Gangappa SN, Berriri S, Kumar SV (2016) PIF4 Coordinates Thermosensory Growth and Immunity in Arabidopsis. Current Biology


Open Access
Vinod Kumar (John Innes Centre) leads this study that looks at the role of the PHYTOCHROME INTERACTING FACTOR 4 (PIF4) transcription factor during the thermosensory response and its effect on plant architecture. They looked at the natural variation of PIF4, demonstrating the role of different varients on the balance between growth and immunity to pathogens. Pertubing PIF4-mediated effects result in temperature-resilient disease resistance. This study links with a paper highlighted in last weeks ARR from Kerry Franklin and co-authors that presented the role of UVR8 on the control of PIF4 heat responsive effects. These studies further confirm the important role of PIF4 in plant development in response to environmental change and biotic challenges.

Vinod discusses this paper and a related manuscript from next weeks ARR. Also available on the GARNet YouTube channel.

Poulet A, Duc C, Voisin M, Desset S, Tutois S, Vanrobays E, Benoit M, Evans DE, Probst AV, Tatout C (2017) The LINC complex contributes to heterochromatin organisation and transcriptional gene silencing in plants. J Cell Science.


Open Access

This study is led by Christophe Tatout from Clermond-Ferrand and includes David Evans and Axel Poulet (Oxford Brookes University) as co-authors. The paper focuses on the role of the nuclear envelope-localised LInker of Nucleoskeleton and Cytoskeleton (LINC) complex on nuclear morphology and interphase chromatin localisation. This work is underpinned by the use of novel 3D imaging tools to define where in the nucleus the chromatin is localised in both wildtype and linc mutant plants. This allows the authors to show that the LINC complex is necessary for proper heterchromatin organisation at the nuclear periphery, which might have broad implications for gene expression and transcriptional silencing.

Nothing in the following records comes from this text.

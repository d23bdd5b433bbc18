//! Structural checks on an assembled document.

use thiserror::Error;

use super::{TestResultsSummary, SCHEMA_VERSION};
use crate::model::{ExecutionResult, GroupItem, TestGroup};

/// A structural problem consumers would trip over.
#[derive(Debug, Clone, PartialEq, Eq, Error)]
pub enum ReportIssue {
    #[error("schema version {0} is not supported")]
    SchemaVersion(u32),

    #[error("group '{0}' has an empty number")]
    EmptyGroupNumber(String),

    #[error("test case {case} has no metrics")]
    NoMetrics { case: String },

    #[error("measurement '{measurement}' of test case {case} has no values")]
    EmptyMeasurement { case: String, measurement: String },

    #[error("test case {case} stops before it starts")]
    StopBeforeStart { case: String },

    #[error("run stops before it starts")]
    RunStopBeforeStart,
}

/// Every issue found in `summary`. An empty list means the document is sound.
pub fn validate(summary: &TestResultsSummary) -> Vec<ReportIssue> {
    let mut issues = Vec::new();

    if summary.schema_version != SCHEMA_VERSION {
        issues.push(ReportIssue::SchemaVersion(summary.schema_version));
    }
    if summary.test_metadata.stop_date < summary.test_metadata.start_date {
        issues.push(ReportIssue::RunStopBeforeStart);
    }
    for group in &summary.test_results {
        check_group(group, &mut issues);
    }
    issues
}

fn check_group(group: &TestGroup, issues: &mut Vec<ReportIssue>) {
    if group.number.trim().is_empty() {
        issues.push(ReportIssue::EmptyGroupNumber(group.name.clone()));
    }
    for item in &group.group_items {
        match item {
            GroupItem::Group(nested) => check_group(nested, issues),
            GroupItem::Case(case) => check_case(case, issues),
        }
    }
}

fn check_case(case: &ExecutionResult, issues: &mut Vec<ReportIssue>) {
    if case.metrics.is_empty() {
        issues.push(ReportIssue::NoMetrics {
            case: case.number.clone(),
        });
    }
    for metric in &case.metrics {
        for measurement in metric.measurements.iter().filter(|m| m.values.is_empty()) {
            issues.push(ReportIssue::EmptyMeasurement {
                case: case.number.clone(),
                measurement: measurement.name.clone(),
            });
        }
    }
    if case.stop_date < case.start_date {
        issues.push(ReportIssue::StopBeforeStart {
            case: case.number.clone(),
        });
    }
}
//! Per-visitor in-memory state, keyed by the visitor cookie.

use std::collections::HashMap;
use std::sync::Arc;
use std::time::{Duration, Instant};

use tokio::sync::Mutex;

use crate::screens::community::CommunityScreen;
use crate::upload::UploadWidget;

pub const VISITOR_COOKIE: &str = "cropcare_visitor";

/// Each piece sits behind its own lock so a slow backend call on one screen
/// doesn't hold up the other.
#[derive(Clone)]
pub struct VisitorState {
    pub upload: Arc<Mutex<UploadWidget>>,
    pub community: Arc<Mutex<CommunityScreen>>,
}

pub struct SessionStore {
    sessions: HashMap<String, (Instant, VisitorState)>,
    idle: Duration,
    max_upload_bytes: u64,
}

impl SessionStore {
    pub fn new(idle: Duration, max_upload_bytes: u64) -> Self {
        Self {
            sessions: HashMap::new(),
            idle,
            max_upload_bytes,
        }
    }

    /// Fetches the visitor's state, creating it on first sight. Touching a
    /// session resets its idle clock and evicts the ones that ran out.
    pub fn visitor(&mut self, id: &str) -> VisitorState {
        self.clear_stale();
        let max_upload_bytes = self.max_upload_bytes;
        let entry = self.sessions.entry(id.to_string()).or_insert_with(|| {
            tracing::debug!(visitor = id, "New visitor session");
            (
                Instant::now(),
                VisitorState {
                    upload: Arc::new(Mutex::new(UploadWidget::new(max_upload_bytes))),
                    community: Arc::new(Mutex::new(CommunityScreen::new())),
                },
            )
        });
        entry.0 = Instant::now();
        entry.1.clone()
    }

    pub fn len(&self) -> usize {
        self.sessions.len()
    }

    pub fn is_empty(&self) -> bool {
        self.sessions.is_empty()
    }

    fn clear_stale(&mut self) {
        let Some(cutoff) = Instant::now().checked_sub(self.idle) else {
            return;
        };
        let before = self.sessions.len();
        self.sessions.retain(|_, (seen, _)| *seen > cutoff);
        let evicted = before - self.sessions.len();
        if evicted > 0 {
            tracing::debug!(evicted, "Evicted idle visitor sessions");
        }
    }
}

pub fn new_visitor_id() -> String {
    uuid::Uuid::now_v7().to_string()
}

pub fn visitor_cookie(id: &str, idle: Duration) -> String {
    format!(
        "{}={}; HttpOnly; SameSite=Lax; Path=/; Max-Age={}",
        VISITOR_COOKIE,
        id,
        idle.as_secs()
    )
}

#[cfg(test)]
mod tests {
    use super::*;
    use crate::upload::MAX_UPLOAD_BYTES;

    #[tokio::test]
    async fn same_id_returns_same_state() {
        let mut store = SessionStore::new(Duration::from_secs(60), MAX_UPLOAD_BYTES);
        let first = store.visitor("abc");
        let second = store.visitor("abc");
        assert!(Arc::ptr_eq(&first.upload, &second.upload));
        assert!(Arc::ptr_eq(&first.community, &second.community));
        assert_eq!(store.len(), 1);
    }

    #[tokio::test]
    async fn visitors_are_isolated() {
        let mut store = SessionStore::new(Duration::from_secs(60), MAX_UPLOAD_BYTES);
        let a = store.visitor("a");
        let b = store.visitor("b");
        assert!(!Arc::ptr_eq(&a.upload, &b.upload));
        assert_eq!(store.len(), 2);
    }

    #[tokio::test]
    async fn idle_sessions_are_evicted() {
        let mut store = SessionStore::new(Duration::from_millis(10), MAX_UPLOAD_BYTES);
        store.visitor("old");
        std::thread::sleep(Duration::from_millis(30));

        store.visitor("new");

        assert_eq!(store.len(), 1);
    }

    #[test]
    fn widget_uses_configured_limit() {
        let mut store = SessionStore::new(Duration::from_secs(60), 1024);
        let state = store.visitor("abc");
        assert_eq!(state.upload.try_lock().unwrap().max_bytes(), 1024);
    }

    #[test]
    fn cookie_is_http_only() {
        let cookie = visitor_cookie("abc", Duration::from_secs(1800));
        assert_eq!(
            cookie,
            "cropcare_visitor=abc; HttpOnly; SameSite=Lax; Path=/; Max-Age=1800"
        );
    }
}
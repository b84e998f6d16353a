use axum::response::{AppendHeaders, IntoResponse, Redirect, Response};
use axum::routing::post;
use axum::{Form, Router};
use serde::Deserialize;

use crate::error::{AppError, AppResult};
use crate::extractors::CookiePreferences;
use crate::i18n::Language;
use crate::preference;
use crate::state::AppState;

#[derive(Deserialize)]
pub struct LanguageForm {
    pub language: String,
    #[serde(default)]
    pub next: Option<String>,
}

pub fn router() -> Router<AppState> {
    Router::new().route("/language", post(choose))
}

async fn choose(
    mut prefs: CookiePreferences,
    Form(form): Form<LanguageForm>,
) -> AppResult<Response> {
    let language: Language = form
        .language
        .parse()
        .map_err(|e: crate::i18n::UnknownLanguage| AppError::BadRequest(e.to_string()))?;

    preference::choose(&mut prefs, language);
    tracing::debug!(%language, "Language selected");

    let next = local_path(form.next.as_deref());
    Ok((AppendHeaders(prefs.into_set_cookies()), Redirect::to(next)).into_response())
}

/// Only same-site paths are followed after choosing a language.
fn local_path(next: Option<&str>) -> &str {
    match next {
        Some(path)
            if path.starts_with('/')
                && !path.starts_with("//")
                && !path.starts_with("/\\")
                && !path.chars().any(char::is_control) =>
        {
            path
        }
        _ => "/",
    }
}
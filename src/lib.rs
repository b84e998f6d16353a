// Library exports for CropCare
// This allows integration tests and external code to use CropCare modules

pub mod analysis;
pub mod api;
pub mod config;
pub mod diagnosis;
pub mod error;
pub mod extractors;
pub mod i18n;
pub mod preference;
pub mod routes;
pub mod screens;
pub mod session;
pub mod state;
pub mod tasks;
pub mod upload;
impl fmt::Display for Language {
    fn fmt(&self, f: &mut fmt::Formatter<'_>) -> fmt::Result {
        f.write_str(self.code())
    }
}

pub struct Translations {
    pub nav: NavText,
    pub overlay: OverlayText,
    pub home: HomeText,
    pub upload: UploadText,
    pub result: ResultText,
    pub community: CommunityText,
    pub explore: ExploreText,
    pub help: HelpText,
    pub login: LoginText,
    pub about: AboutText,
}

pub struct NavText {
    pub title: &'static str,
    pub home: &'static str,
    pub explore: &'static str,
    pub community: &'static str,
    pub about: &'static str,
    pub help: &'static str,
    pub login: &'static str,
    pub language: &'static str,
}

pub struct OverlayText {
    pub heading: &'static str,
    pub prompt: &'static str,
}

pub struct FeatureText {
    pub title: &'static str,
    pub description: &'static str,
}

pub struct HomeText {
    pub hero_title: &'static str,
    pub hero_subtitle: &'static str,
    pub cta: &'static str,
    pub features_heading: &'static str,
    pub features: [FeatureText; 4],
    pub stat_farmers: &'static str,
    pub stat_accuracy: &'static str,
    pub stat_diseases: &'static str,
}

pub struct UploadText {
    pub title: &'static str,
    pub subtitle: &'static str,
    pub drag_drop: &'static str,
    pub take_photo: &'static str,
    pub upload_file: &'static str,
    pub analyzing: &'static str,
    pub analyze: &'static str,
    pub remove_image: &'static str,
    pub supported_formats: &'static str,
    pub too_large_title: &'static str,
    pub too_large_body: &'static str,
    pub not_image_title: &'static str,
    pub not_image_body: &'static str,
    pub nothing_selected: &'static str,
    pub already_analyzing: &'static str,
    pub analysis_failed: &'static str,
}

pub struct ResultText {
    pub disease_detected: &'static str,
    pub confidence: &'static str,
    pub description: &'static str,
    pub prescription: &'static str,
    pub recommended_actions: &'static str,
    pub download_report: &'static str,
    pub share_results: &'static str,
    pub severity_high: &'static str,
    pub severity_medium: &'static str,
    pub severity_low: &'static str,
}
//! Static content for the about page.

use crate::i18n::Translations;

pub struct TeamMember {
    pub name: &'static str,
    pub role: &'static str,
    pub specialty: &'static str,
    pub experience: &'static str,
}

pub const TEAM: &[TeamMember] = &[
    TeamMember {
        name: "Dr. Rajesh Kumar",
        role: "Founder & CEO",
        specialty: "Agricultural Technology",
        experience: "15+ years in AgriTech",
    },
    TeamMember {
        name: "Priya Sharma",
        role: "Chief Technology Officer",
        specialty: "AI/ML Engineering",
        experience: "12+ years in AI",
    },
    TeamMember {
        name: "Arjun Patel",
        role: "Head of Agriculture",
        specialty: "Crop Science",
        experience: "20+ years in Agriculture",
    },
];

pub const BUSINESS_EMAIL: &str = "contact@cropcare-ai.com";
pub const BUSINESS_PHONE: &str = "+91 98765 43210";
pub const ADDRESS_LINES: [&str; 3] = [
    "AgriTech Hub, Sector 18",
    "Gurugram, Haryana 122015",
    "India",
];

pub struct Achievement {
    pub number: &'static str,
    pub label: &'static str,
}

pub fn achievements(t: &Translations) -> [Achievement; 3] {
    [
        Achievement {
            number: "50,000+",
            label: t.about.farmers,
        },
        Achievement {
            number: "200+",
            label: t.about.diseases,
        },
        Achievement {
            number: "94%",
            label: t.about.accuracy,
        },
    ]
}
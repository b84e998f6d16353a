use serde_json::Value;

/// Read-only view over a raw backend reply.
///
/// The backend signals failures by including a `detail` field, sometimes with
/// a 2xx status and sometimes not, so every caller asks the body instead of
/// the status line.
#[derive(Debug, Clone, Copy)]
pub struct Reply<'a>(&'a Value);

impl<'a> Reply<'a> {
    pub fn new(body: &'a Value) -> Self {
        Self(body)
    }

    /// The error detail, if the backend reported one.
    ///
    /// Validation failures arrive as a list of objects rather than a string;
    /// those are flattened to their `msg` fields.
    pub fn detail(&self) -> Option<String> {
        match self.0.get("detail")? {
            Value::Null => None,
            Value::String(s) => Some(s.clone()),
            Value::Array(items) => {
                let messages: Vec<&str> = items
                    .iter()
                    .filter_map(|item| item.get("msg").and_then(Value::as_str))
                    .collect();
                if messages.is_empty() {
                    Some(Value::Array(items.clone()).to_string())
                } else {
                    Some(messages.join("; "))
                }
            }
            other => Some(other.to_string()),
        }
    }

    pub fn is_failure(&self) -> bool {
        self.detail().is_some()
    }

    pub fn message(&self) -> Option<&'a str> {
        self.text("message")
    }

    /// The identity the backend assigned, as an opaque string.
    pub fn id(&self) -> Option<String> {
        match self.0.get("id")? {
            Value::String(s) if !s.is_empty() => Some(s.clone()),
            Value::Number(n) => Some(n.to_string()),
            _ => None,
        }
    }

    pub fn text(&self, field: &str) -> Option<&'a str> {
        self.0
            .get(field)
            .and_then(Value::as_str)
            .filter(|s| !s.trim().is_empty())
    }
}
use askama::Template;
use axum::http::{header, StatusCode};
use axum::response::{IntoResponse, Response};

use crate::diagnosis::DiagnosisView;
use crate::extractors::PageLanguage;
use crate::i18n::{Language, Translations};
use crate::routes::upload::{upload_view, Toast, UploadView};
use crate::session::VisitorState;

/// Wrapper to render askama templates as axum responses
pub struct Html<T: Template>(pub T);

impl<T: Template> IntoResponse for Html<T> {
    fn into_response(self) -> Response {
        match self.0.render() {
            Ok(body) => (
                StatusCode::OK,
                [(header::CONTENT_TYPE, "text/html; charset=utf-8")],
                body,
            )
                .into_response(),
            Err(e) => {
                tracing::error!("Template render error: {}", e);
                (StatusCode::INTERNAL_SERVER_ERROR, "Template error").into_response()
            }
        }
    }
}

pub struct NavLink {
    pub href: &'static str,
    pub label: &'static str,
    pub active: bool,
}

pub struct LanguageOption {
    pub code: &'static str,
    pub name: &'static str,
    pub native_name: &'static str,
    pub selected: bool,
}

/// Navbar and page frame shared by every full page.
pub struct Chrome {
    pub t: &'static Translations,
    pub lang: &'static str,
    pub path: &'static str,
    pub nav: Vec<NavLink>,
    pub languages: Vec<LanguageOption>,
}

impl Chrome {
    pub fn new(language: Language, path: &'static str) -> Self {
        let t = language.translations();
        let nav = [
            ("/", t.nav.home),
            ("/explore", t.nav.explore),
            ("/community", t.nav.community),
            ("/about", t.nav.about),
            ("/help", t.nav.help),
        ]
        .into_iter()
        .map(|(href, label)| NavLink {
            href,
            label,
            active: href == path,
        })
        .collect();
        let languages = Language::ALL
            .into_iter()
            .map(|l| LanguageOption {
                code: l.code(),
                name: l.name(),
                native_name: l.native_name(),
                selected: l == language,
            })
            .collect();

        Self {
            t,
            lang: language.code(),
            path,
            nav,
            languages,
        }
    }
}

#[derive(Template)]
#[template(path = "pages/home.html")]
pub struct HomeTemplate {
    pub chrome: Chrome,
    pub t: &'static Translations,
    pub overlay: bool,
    pub widget: UploadView,
    pub toast: Option<Toast>,
    pub clear_result: bool,
    pub result: Option<DiagnosisView>,
}

pub async fn index(page: PageLanguage, visitor: VisitorState) -> Html<HomeTemplate> {
    let language = page.language();
    let t = language.translations();

    let (widget, result) = {
        let widget = visitor.upload.lock().await;
        (
            upload_view(&widget),
            widget.result().map(|r| DiagnosisView::new(r, t)),
        )
    };

    Html(HomeTemplate {
        chrome: Chrome::new(language, "/"),
        t,
        overlay: page.shows_overlay(),
        widget,
        toast: None,
        clear_result: false,
        result,
    })
}
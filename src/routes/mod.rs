pub mod about;
pub mod alert;
pub mod assets;
pub mod community;
pub mod explore;
pub mod health;
pub mod help;
pub mod home;
pub mod language;
pub mod login;
pub mod upload;

use axum::routing::get;
use axum::{middleware, Router};
use tower_http::trace::TraceLayer;

use crate::extractors;
use crate::state::AppState;

/// The full browser-facing application.
pub fn router(state: AppState) -> Router {
    Router::new()
        .route("/", get(home::index))
        .merge(language::router())
        .merge(upload::router(state.config.upload.max_bytes))
        .merge(community::router())
        .merge(explore::router())
        .merge(help::router())
        .merge(login::router())
        .merge(about::router())
        .merge(health::router())
        .merge(assets::router())
        .layer(middleware::from_fn_with_state(
            state.clone(),
            extractors::ensure_visitor,
        ))
        .layer(TraceLayer::new_for_http())
        .with_state(state)
}
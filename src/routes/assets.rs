use axum::extract::Path;
use axum::http::{header, StatusCode};
use axum::response::{IntoResponse, Response};
use axum::routing::get;
use axum::Router;
use rust_embed::Embed;

use crate::state::AppState;

#[derive(Embed)]
#[folder = "assets/"]
struct Assets;

pub fn router() -> Router<AppState> {
    Router::new().route("/assets/{*path}", get(serve))
}

async fn serve(Path(path): Path<String>) -> Response {
    let Some(file) = Assets::get(&path) else {
        return StatusCode::NOT_FOUND.into_response();
    };
    let mime = mime_guess::from_path(&path).first_or_octet_stream();
    (
        [
            (header::CONTENT_TYPE, mime.as_ref().to_string()),
            (header::CACHE_CONTROL, "public, max-age=86400".to_string()),
        ],
        file.data.into_owned(),
    )
        .into_response()
}
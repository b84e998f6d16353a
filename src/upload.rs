//! Upload-and-preview widget state.
//!
//! One widget per visitor walks `Empty -> Previewing -> Analyzing -> Ready`,
//! and any state returns to `Empty` on removal. Analyses are tracked by a
//! generation number so a result that arrives after the file was replaced or
//! removed is dropped instead of overwriting the newer state.

use std::str::FromStr;

use base64::engine::general_purpose::STANDARD;
use base64::Engine;
use tokio_util::sync::CancellationToken;

use crate::analysis::AnalysisResult;

/// 10 MiB.
pub const MAX_UPLOAD_BYTES: u64 = 10 * 1024 * 1024;

#[derive(Debug, Clone, Copy, Default, PartialEq, Eq)]
pub enum FileSource {
    Drop,
    #[default]
    Picker,
    Camera,
}

impl FromStr for FileSource {
    type Err = ();

    fn from_str(s: &str) -> Result<Self, Self::Err> {
        match s.trim() {
            "drop" => Ok(FileSource::Drop),
            "picker" => Ok(FileSource::Picker),
            "camera" => Ok(FileSource::Camera),
            _ => Err(()),
        }
    }
}

#[derive(Debug, Clone, PartialEq, Eq)]
pub struct ImageFile {
    pub name: String,
    pub content_type: String,
    pub bytes: Vec<u8>,
}

impl ImageFile {
    pub fn size(&self) -> u64 {
        self.bytes.len() as u64
    }

    pub fn preview_url(&self) -> String {
        format!(
            "data:{};base64,{}",
            self.content_type,
            STANDARD.encode(&self.bytes)
        )
    }
}

/// Rejected selection. Shown to the user as a toast; never an error response.
#[derive(Debug, Clone, Copy, PartialEq, Eq, thiserror::Error)]
pub enum UploadWarning {
    #[error("File too large")]
    TooLarge,
    #[error("Invalid file type")]
    NotAnImage,
}

#[derive(Debug, Clone, Copy, PartialEq, Eq, thiserror::Error)]
pub enum UploadError {
    #[error("No image selected")]
    NothingSelected,
    #[error("Analysis already in progress")]
    AlreadyAnalyzing,
}

/// Size is checked before type.
pub fn validate(size: u64, content_type: &str, max_bytes: u64) -> Result<(), UploadWarning> {
    if size > max_bytes {
        return Err(UploadWarning::TooLarge);
    }
    if !content_type.starts_with("image/") {
        return Err(UploadWarning::NotAnImage);
    }
    Ok(())
}

#[derive(Debug, Clone, Copy, PartialEq, Eq)]
pub enum UploadState {
    Empty,
    Previewing,
    Analyzing,
    Ready,
}

/// Handed out by [`UploadWidget::begin_analysis`]; the holder runs the
/// analysis and reports back with the same generation.
#[derive(Debug, Clone)]
pub struct AnalysisTicket {
    pub generation: u64,
    pub image: ImageFile,
    pub cancel: CancellationToken,
}

#[derive(Debug)]
struct Selection {
    file: ImageFile,
    source: FileSource,
    preview_url: String,
}

#[derive(Debug)]
enum Stage {
    Idle,
    Analyzing {
        generation: u64,
        cancel: CancellationToken,
    },
    Ready(AnalysisResult),
}

#[derive(Debug)]
pub struct UploadWidget {
    max_bytes: u64,
    selection: Option<Selection>,
    stage: Stage,
    generation: u64,
}

impl UploadWidget {
    pub fn new(max_bytes: u64) -> Self {
        Self {
            max_bytes,
            selection: None,
            stage: Stage::Idle,
            generation: 0,
        }
    }

    pub fn state(&self) -> UploadState {
        match (&self.selection, &self.stage) {
            (None, _) => UploadState::Empty,
            (Some(_), Stage::Idle) => UploadState::Previewing,
            (Some(_), Stage::Analyzing { .. }) => UploadState::Analyzing,
            (Some(_), Stage::Ready(_)) => UploadState::Ready,
        }
    }

    pub fn max_bytes(&self) -> u64 {
        self.max_bytes
    }

    pub fn file(&self) -> Option<&ImageFile> {
        self.selection.as_ref().map(|s| &s.file)
    }

    pub fn source(&self) -> Option<FileSource> {
        self.selection.as_ref().map(|s| s.source)
    }

    pub fn preview_url(&self) -> Option<&str> {
        self.selection.as_ref().map(|s| s.preview_url.as_str())
    }

    pub fn result(&self) -> Option<&AnalysisResult> {
        match &self.stage {
            Stage::Ready(result) => Some(result),
            _ => None,
        }
    }

    pub fn is_analyzing(&self) -> bool {
        matches!(self.stage, Stage::Analyzing { .. })
    }

    /// Replaces whatever was selected before. A rejected file leaves the
    /// widget exactly as it was.
    pub fn select_file(&mut self, source: FileSource, file: ImageFile) -> Result<(), UploadWarning> {
        validate(file.size(), &file.content_type, self.max_bytes)?;

        self.reset();
        tracing::debug!(
            name = %file.name,
            size = file.size(),
            ?source,
            "Image selected"
        );
        let preview_url = file.preview_url();
        self.selection = Some(Selection {
            file,
            source,
            preview_url,
        });
        Ok(())
    }

    pub fn begin_analysis(&mut self) -> Result<AnalysisTicket, UploadError> {
        if self.is_analyzing() {
            return Err(UploadError::AlreadyAnalyzing);
        }
        let image = self
            .selection
            .as_ref()
            .map(|s| s.file.clone())
            .ok_or(UploadError::NothingSelected)?;

        self.generation += 1;
        let cancel = CancellationToken::new();
        self.stage = Stage::Analyzing {
            generation: self.generation,
            cancel: cancel.clone(),
        };
        Ok(AnalysisTicket {
            generation: self.generation,
            image,
            cancel,
        })
    }

    /// Returns false when the ticket is stale and the result was discarded.
    pub fn finish_analysis(&mut self, generation: u64, result: AnalysisResult) -> bool {
        if !self.is_current(generation) {
            tracing::debug!(generation, "Discarding stale analysis result");
            return false;
        }
        self.stage = Stage::Ready(result);
        true
    }

    /// Drops back to the preview after a failed analysis.
    pub fn abandon_analysis(&mut self, generation: u64) {
        if self.is_current(generation) {
            self.stage = Stage::Idle;
        }
    }

    pub fn remove(&mut self) {
        self.reset();
        self.selection = None;
    }

    fn is_current(&self, generation: u64) -> bool {
        matches!(self.stage, Stage::Analyzing { generation: g, .. } if g == generation)
    }

    fn reset(&mut self) {
        if let Stage::Analyzing { cancel, .. } = &self.stage {
            cancel.cancel();
        }
        self.generation += 1;
        self.stage = Stage::Idle;
    }
}

impl Drop for UploadWidget {
    fn drop(&mut self) {
        if let Stage::Analyzing { cancel, .. } = &self.stage {
            cancel.cancel();
        }
    }
}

Minervini M, Giuffrida MV, Perata P, Tsaftaris SA (2017) Phenotiki: An open software and hardware platform for affordable and easy image-based phenotyping of rosette-shaped plants. Plant J. http:/​/​dx.​doi.​org/10.1111/tpj.13472

Open Access
This manuscript describes the PhenoTiki tool that is designed for the automated phenotyping of Arabidopsis rosettes, work which is led by Sofortios Tsaftaris (University of Edinburgh). PhenoTiki describes both the imaging software and also cheap-to-use off-the-shelf hardware that allows for facile imaging at reduced costs. The proof-of-concept study in the paper shows a comprehensive analysis from a range of parameters in 24 Arabidopsis rosettes from different genotypes. This data is compared favourably to more expensive methods of automated phenotyping so the authors hope PhenoTiki can be adopted as a low-cost method for image analysis. Full details can be found at

Saez-Aguayo S, Rautengarten C, Temple H, Sanhueza D, Ejsmentewicz T, Sandoval-Ibañez O, Doñas-Cofré DA, Parra-Rojas JP, Ebert B, Lehner A, Mollet JC, Dupree P, Scheller HV, Heazlewood JL, Reyes FC, Orellana A (2016) UUAT1 Is a Golgi-Localized UDP-Uronic Acid Transporter that Modulates the Polysaccharide Composition of Arabidopsis Seed Mucilage. Plant Cell. http:/​/​dx.​doi.​org/10.1105/tpc.16.00465

Open Access
Paul Dupree (University of Cambridge) is part of this global collaboration with colleagues from Australia, USA and Chile. The study investigates the intracellular movement of the plant cell polysaccharide pre-cursor UDP-glucuronic acid (UDP-GlcA). To identify genes involved in this process they cleverly screened mutants for alteration in seed mucilage, which has high level of other polysaccharides. This strategy identified UUAT1, which is a golgi-localised transporter of UDP-GlcA and UDP-galacturonic acid (UDP-GalA). Uuat1 mutants have altered sugar composition in both the seed coat mucilage and in other plant organs. These changes were also associated with an increase, by a currently unknown mechanism, of homogalacturonan methylation. Overall the authors show that UUAT1 is important for the correct distribution of cell wall polysaccahrides throughout growing embryo and will surely play important developmental roles in the function of the cell wall.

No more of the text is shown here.